In the records below, some lines contain the word "PrincipalKind". Copy each of them.

## RECORDS SHOWN
+ + +

//! Signup, login, and logout orchestration.

use std::sync::Arc;

use chrono::{Duration, Utc};
use tracing::info;
use uuid::Uuid;

use tablehub_auth::invite::{InviteCheck, InviteGate};
use tablehub_auth::password::hasher::CredentialHasher;
use tablehub_auth::password::strength::{PasswordStrength, PasswordStrengthChecker};
use tablehub_auth::token::{generate_session_token, hash_session_token};
use tablehub_core::error::AppError;
use tablehub_core::result::AppResult;
use tablehub_database::provision::{AccountProvisioner, ProvisionAccount};
use tablehub_database::repositories::employee::EmployeeRepository;
use tablehub_database::repositories::owner::OwnerRepository;
use tablehub_database::repositories::session::SessionRepository;
use tablehub_entity::account::{Principal, PrincipalKind};
use tablehub_entity::session::{CreateSession, Session};

/// A freshly authenticated principal plus the raw bearer token to hand to
/// the client. The raw token exists only in this value and the Set-Cookie
/// header built from it.
#[derive(Debug, Clone)]
pub struct AuthOutcome {
    /// The authenticated principal.
    pub principal: Principal,
    /// The minted session.
    pub session: Session,
    /// The raw bearer token.
    pub token: String,
}

/// Orchestrates signup, the two login flows, and logout.
#[derive(Debug, Clone)]
pub struct AuthService {
    owner_repo: Arc<OwnerRepository>,
    employee_repo: Arc<EmployeeRepository>,
    session_repo: Arc<SessionRepository>,
    provisioner: Arc<AccountProvisioner>,
    invite_gate: Arc<InviteGate>,
    hasher: Arc<CredentialHasher>,
    strength: Arc<PasswordStrengthChecker>,
    ttl: Duration,
}

impl AuthService {
    /// Create a new auth service.
    #[allow(clippy::too_many_arguments)]
    pub fn new(
        owner_repo: Arc<OwnerRepository>,
        employee_repo: Arc<EmployeeRepository>,
        session_repo: Arc<SessionRepository>,
        provisioner: Arc<AccountProvisioner>,
        invite_gate: Arc<InviteGate>,
        hasher: Arc<CredentialHasher>,
        strength: Arc<PasswordStrengthChecker>,
        ttl: Duration,
    ) -> Self {
        Self {
            owner_repo,
            employee_repo,
            session_repo,
            provisioner,
            invite_gate,
            hasher,
            strength,
            ttl,
        }
    }

    /// Invite-gated owner signup.
    ///
    /// Validation steps run in a fixed order and short-circuit at the first
    /// failure, each with its own user-facing reason. Account creation,
    /// invite consumption, and session issuance happen inside one database
    /// transaction.
    pub async fn signup(&self, email: &str, password: &str, invite_code: &str) -> AppResult<AuthOutcome> {
        if self.owner_repo.email_exists(email).await? {
            return Err(AppError::conflict("email is already registered"));
        }

        match self.invite_gate.check(invite_code).await? {
            InviteCheck::Missing => return Err(AppError::conflict("invite code not found")),
            InviteCheck::Consumed => {
                return Err(AppError::conflict("invite code has already been used"));
            }
            InviteCheck::Expired => return Err(AppError::conflict("invite code has expired")),
            InviteCheck::Usable(_) => {}
        }

        if self.strength.check(password).await? == PasswordStrength::Weak {
            return Err(AppError::conflict("password is not strong enough"));
        }

        let password_hash = self.hasher.hash_password(password)?;
        let token = generate_session_token();

        let provisioned = self
            .provisioner
            .provision(&ProvisionAccount {
                restaurant_name: "My Restaurant".to_string(),
                email: email.to_string(),
                password_hash,
                invite_code: invite_code.to_string(),
                hashed_token: hash_session_token(&token),
                session_expires_at: Utc::now() + self.ttl,
            })
            .await?;

        info!(owner_id = %provisioned.owner.id, "Owner account provisioned");

        Ok(AuthOutcome {
            principal: Principal::Owner(provisioned.owner),
            session: provisioned.session,
            token,
        })
    }

    /// Owner login with email and password.
    ///
    /// An unknown email and a wrong password produce the same error, so a
    /// caller cannot enumerate accounts.
    pub async fn login(&self, email: &str, password: &str) -> AppResult<AuthOutcome> {
        let Some(owner) = self.owner_repo.find_by_email(email).await? else {
            return Err(AppError::not_found("account not found"));
        };

        if !self.hasher.verify_password(password, &owner.password_hash)? {
            return Err(AppError::not_found("account not found"));
        }

        let (session, token) = self
            .issue_session(owner.id, PrincipalKind::Owner)
            .await?;

        Ok(AuthOutcome {
            principal: Principal::Owner(owner),
            session,
            token,
        })
    }

    /// Employee login with restaurant, name, and PIN.
    pub async fn employee_login(
        &self,
        restaurant_id: Uuid,
        name: &str,
        pin: &str,
    ) -> AppResult<AuthOutcome> {
        let Some(employee) = self
            .employee_repo
            .find_by_restaurant_and_name(restaurant_id, name)
            .await?
        else {
            return Err(AppError::not_found("account not found"));
        };

        if !self.hasher.verify_pin(pin, &employee.pin_hash)? {
            return Err(AppError::not_found("account not found"));
        }

        let (session, token) = self
            .issue_session(employee.id, PrincipalKind::Employee)
            .await?;

        Ok(AuthOutcome {
            principal: Principal::Employee(employee),
            session,
            token,
        })
    }

    /// Delete the server-side session for a raw bearer token.
    ///
    /// Returns whether a session actually existed; logout succeeds either
    /// way from the client's perspective.
    pub async fn logout(&self, token: &str) -> AppResult<bool> {
        self.session_repo
            .delete_by_hashed_token(&hash_session_token(token))
            .await
    }

    async fn issue_session(
        &self,
        principal_id: Uuid,
        principal_kind: PrincipalKind,
    ) -> AppResult<(Session, String)> {
        let token = generate_session_token();
        let session = self
            .session_repo
            .create(&CreateSession {
                principal_id,
                principal_kind,
                hashed_token: hash_session_token(&token),
                expires_at: Utc::now() + self.ttl,
            })
            .await?;
        Ok((session, token))
    }
}
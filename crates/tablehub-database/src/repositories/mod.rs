//! Concrete repository implementations, one per entity.

pub mod employee;
pub mod invite;
pub mod owner;
pub mod session;
pub mod table;
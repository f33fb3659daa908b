//! Session cookie construction and parsing.
//!
//! The cookie is the only bearer-token transport: HttpOnly, Secure,
//! SameSite=None (the frontend lives on a different origin), scoped to the
//! root path, with Expires mirroring the session's expiry.

use axum::http::HeaderMap;
use chrono::{DateTime, Utc};

/// Build the `Set-Cookie` value carrying a session token.
pub fn session_cookie(name: &str, token: &str, expires_at: DateTime<Utc>) -> String {
    format!(
        "{name}={token}; Path=/; Expires={}; HttpOnly; Secure; SameSite=None",
        format_http_date(expires_at)
    )
}

/// Build the `Set-Cookie` value that deletes the session cookie. Same flags
/// as the live cookie so browsers match it against the stored one.
pub fn clear_session_cookie(name: &str) -> String {
    format!("{name}=; Path=/; Max-Age=0; HttpOnly; Secure; SameSite=None")
}

/// Extract the named cookie's value from request headers.
pub fn cookie_value(headers: &HeaderMap, name: &str) -> Option<String> {
    let header = headers.get(axum::http::header::COOKIE)?.to_str().ok()?;
    header.split(';').find_map(|pair| {
        let (key, value) = pair.trim().split_once('=')?;
        (key == name).then(|| value.to_string())
    })
}

/// Format an instant as an RFC 7231 HTTP date (IMF-fixdate, always GMT).
fn format_http_date(at: DateTime<Utc>) -> String {
    at.format("%a, %d %b %Y %H:%M:%S GMT").to_string()
}
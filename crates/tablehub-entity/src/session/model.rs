//! Session entity model.

use chrono::{DateTime, Utc};
use serde::{Deserialize, Serialize};
use sqlx::FromRow;
use uuid::Uuid;

use crate::account::PrincipalKind;

/// An active session.
///
/// Sessions are created on login or signup and destroyed on logout or
/// expiry. The raw bearer token is never persisted; lookup is by its
/// SHA-256 digest.
#[derive(Debug, Clone, Serialize, Deserialize, FromRow)]
pub struct Session {
    /// Unique session identifier.
    pub id: i64,
    /// The principal this session belongs to.
    pub principal_id: Uuid,
    /// Which principal collection `principal_id` points into.
    pub principal_kind: PrincipalKind,
    /// Lowercase hex SHA-256 of the bearer token.
    pub hashed_token: String,
    /// When the session was created (login time).
    pub created_at: DateTime<Utc>,
    /// When the session expires. Mutated only by sliding renewal.
    pub expires_at: DateTime<Utc>,
}

impl Session {
    /// Check whether the session has expired as of `now`.
    pub fn is_expired_at(&self, now: DateTime<Utc>) -> bool {
        now >= self.expires_at
    }
}

/// Data required to create a new session.
#[derive(Debug, Clone, Serialize, Deserialize)]
pub struct CreateSession {
    /// The principal this session belongs to.
    pub principal_id: Uuid,
    /// Role discriminator.
    pub principal_kind: PrincipalKind,
    /// Lowercase hex SHA-256 of the bearer token.
    pub hashed_token: String,
    /// When the session expires.
    pub expires_at: DateTime<Utc>,
}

+ + +

## ANSWER SECTION
use tablehub_entity::account::{Principal, PrincipalKind};
            .issue_session(owner.id, PrincipalKind::Owner)
            .issue_session(employee.id, PrincipalKind::Employee)
        principal_kind: PrincipalKind,
use crate::account::PrincipalKind;
    pub principal_kind: PrincipalKind,
    pub principal_kind: PrincipalKind,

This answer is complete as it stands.